GM-CSF (granulocyte/macrophage colony-stimulating factor) is an important mediator of inducible haemopoiesis and inflammation, and has a critical role in the function of alveolar macrophages. Its clinical applications include the mobilization of haemopoietic progenitors, and a role as an immune stimulant and vaccine adjuvant in cancer patients. GM-CSF signals via a specific α receptor (GM-CSFRα) and the shared hβc (human common β-subunit). The present study has investigated the role of the Ig-like domain of GM-CSFRα in GM-CSF binding and signalling. Deletion of the Ig-like domain abolished direct GM-CSF binding and decreased growth signalling in the presence of hβc. To locate the specific residues in the Ig-like domain of GM-CSFRα involved in GM-CSF binding, a structural alignment was made with a related receptor, IL-13Rα1 (interleukin-13 receptor α1), whose structure and mode of interaction with its ligand has recently been elucidated.
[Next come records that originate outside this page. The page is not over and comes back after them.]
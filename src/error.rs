//! Rich diagnostic error types for the Eshakap service.
//!
//! Each subsystem defines its own error type with miette `#[diagnostic]` derives,
//! providing error codes, help text, and source chains so operators know what
//! went wrong and how to fix it.

use miette::Diagnostic;
use thiserror::Error;

/// Top-level error type for the Eshakap service.
///
/// Each variant wraps a subsystem-specific error, preserving the full diagnostic
/// chain through to the caller.
#[derive(Debug, Error, Diagnostic)]
pub enum EshakapError {
    #[error(transparent)]
    #[diagnostic(transparent)]
    Store(#[from] StoreError),

    #[error(transparent)]
    #[diagnostic(transparent)]
    Filter(#[from] FilterError),

    #[error(transparent)]
    #[diagnostic(transparent)]
    Lexicon(#[from] LexiconError),

    #[error(transparent)]
    #[diagnostic(transparent)]
    Auth(#[from] AuthError),

    #[error(transparent)]
    #[diagnostic(transparent)]
    Config(#[from] ConfigError),
}

// ---------------------------------------------------------------------------
// Store errors
// ---------------------------------------------------------------------------

#[derive(Debug, Error, Diagnostic)]
pub enum StoreError {
    #[error("I/O error: {source}")]
    #[diagnostic(
        code(eshakap::store::io),
        help(
            "A filesystem operation failed. Check that the data directory exists, \
             has correct permissions, and that the disk is not full."
        )
    )]
    Io {
        #[source]
        source: std::io::Error,
    },

    #[error("redb transaction error: {message}")]
    #[diagnostic(
        code(eshakap::store::redb),
        help(
            "The embedded database encountered a transaction error. \
             If it persists, move the data directory aside and re-import the word list."
        )
    )]
    Redb { message: String },

    #[error("serialization error: {message}")]
    #[diagnostic(
        code(eshakap::store::serde),
        help(
            "Failed to serialize or deserialize a word record. \
             The stored record format may have changed between versions."
        )
    )]
    Serialization { message: String },

    #[error("duplicate word id: {id}")]
    #[diagnostic(
        code(eshakap::store::duplicate_id),
        help("Word ids are generated per insert. Imported records must carry unique ids.")
    )]
    DuplicateId { id: String },
}

// ---------------------------------------------------------------------------
// Filter errors
// ---------------------------------------------------------------------------

#[derive(Debug, Error, Diagnostic)]
pub enum FilterError {
    #[error("invalid filter code: {code:?}")]
    #[diagnostic(
        code(eshakap::filter::invalid),
        help(
            "A filter code is one lower-case hex digit '0'-'f': \
             bit 0 = general, bit 1 = special, bit 2 = replaceable, bit 3 = combination."
        )
    )]
    InvalidFilter { code: String },
}

// ---------------------------------------------------------------------------
// Lexicon errors
// ---------------------------------------------------------------------------

#[derive(Debug, Error, Diagnostic)]
pub enum LexiconError {
    #[error("Invalid data")]
    #[diagnostic(
        code(eshakap::lexicon::invalid_data),
        help("A new word needs a non-empty `word`, a non-empty `type`, and `meaning` as a list. {reason}")
    )]
    InvalidData { reason: String },

    #[error(transparent)]
    #[diagnostic(transparent)]
    Store(#[from] StoreError),

    #[error(transparent)]
    #[diagnostic(transparent)]
    Filter(#[from] FilterError),
}

// ---------------------------------------------------------------------------
// Authentication errors
// ---------------------------------------------------------------------------

/// Reasons a bearer token was not accepted.
///
/// All variants surface to HTTP clients as `401 Unauthorized`; the variant is
/// kept for logs only.
#[derive(Debug, Error, Diagnostic)]
pub enum AuthError {
    #[error("missing Authorization header")]
    #[diagnostic(
        code(eshakap::auth::missing_header),
        help("Send `Authorization: Bearer <token>` with write requests.")
    )]
    MissingHeader,

    #[error("malformed Authorization header")]
    #[diagnostic(
        code(eshakap::auth::malformed_header),
        help("The header must have the form `Bearer <token>`.")
    )]
    MalformedHeader,

    #[error("identity provider rejected the token (HTTP {status})")]
    #[diagnostic(
        code(eshakap::auth::rejected),
        help("The session has expired or the token is invalid. Sign in again.")
    )]
    Rejected { status: u16 },

    #[error("identity provider unreachable: {message}")]
    #[diagnostic(
        code(eshakap::auth::unreachable),
        help("Check `auth_url` in the configuration and network access to the provider.")
    )]
    ProviderUnreachable { message: String },

    #[error("identity provider returned a malformed response: {message}")]
    #[diagnostic(
        code(eshakap::auth::malformed_response),
        help("The provider answered 200 but the body was not a user object.")
    )]
    MalformedResponse { message: String },

    #[error("authentication is not configured")]
    #[diagnostic(
        code(eshakap::auth::not_configured),
        help("Set `auth_url` and `auth_api_key` (or ESHAKAP_AUTH_URL / ESHAKAP_AUTH_API_KEY).")
    )]
    NotConfigured,
}

// ---------------------------------------------------------------------------
// Configuration errors
// ---------------------------------------------------------------------------

#[derive(Debug, Error, Diagnostic)]
pub enum ConfigError {
    #[error("failed to read config file: {path}")]
    #[diagnostic(
        code(eshakap::config::read),
        help("Ensure the config file exists and is readable.")
    )]
    Read {
        path: String,
        #[source]
        source: std::io::Error,
    },

    #[error("failed to parse config file: {path}: {message}")]
    #[diagnostic(
        code(eshakap::config::parse),
        help("Check the TOML syntax in the config file.")
    )]
    Parse { path: String, message: String },

    #[error("invalid value for {key}: {value:?}")]
    #[diagnostic(
        code(eshakap::config::invalid_value),
        help("Check the environment variable or config entry named here.")
    )]
    InvalidValue { key: String, value: String },
}

/// Convenience alias for functions returning Eshakap results.
pub type EshakapResult<T> = std::result::Result<T, EshakapError>;

#[cfg(test)]
mod tests {
    use super::*;

    #[test]
    fn store_error_converts_to_top_level() {
        let err = StoreError::DuplicateId { id: "w1".into() };
        let top: EshakapError = err.into();
        assert!(matches!(top, EshakapError::Store(StoreError::DuplicateId { .. })));
    }

    #[test]
    fn lexicon_error_wraps_filter_error() {
        let err = FilterError::InvalidFilter { code: "g".into() };
        let lex: LexiconError = err.into();
        assert!(matches!(lex, LexiconError::Filter(FilterError::InvalidFilter { .. })));
    }

    #[test]
    fn invalid_data_displays_client_message() {
        let err = LexiconError::InvalidData {
            reason: "word is empty".into(),
        };
        assert_eq!(err.to_string(), "Invalid data");
    }

    #[test]
    fn auth_error_display_mentions_status() {
        let msg = AuthError::Rejected { status: 403 }.to_string();
        assert!(msg.contains("403"));
    }
}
Mutagenesis of candidate residues in the predicted region of interaction identified Val⁵¹ and Cys⁶⁰ as having critical roles in binding to the α receptor, with Arg⁵⁴ and Leu⁵⁵ also being important. High-affinity binding in the presence of hβc was strongly affected by mutation of Cys⁶⁰ and was also reduced by mutation of Val⁵¹, Arg⁵⁴ and Leu⁵⁵. Of the four key residues, growth signalling was most severely affected by mutation of Cys⁶⁰. The results indicate a previously unrecognized role for the Ig-like domain, and in particular Cys⁶⁰, of GM-CSFRα in the binding of GM-CSF and subsequent activation of cellular signalling.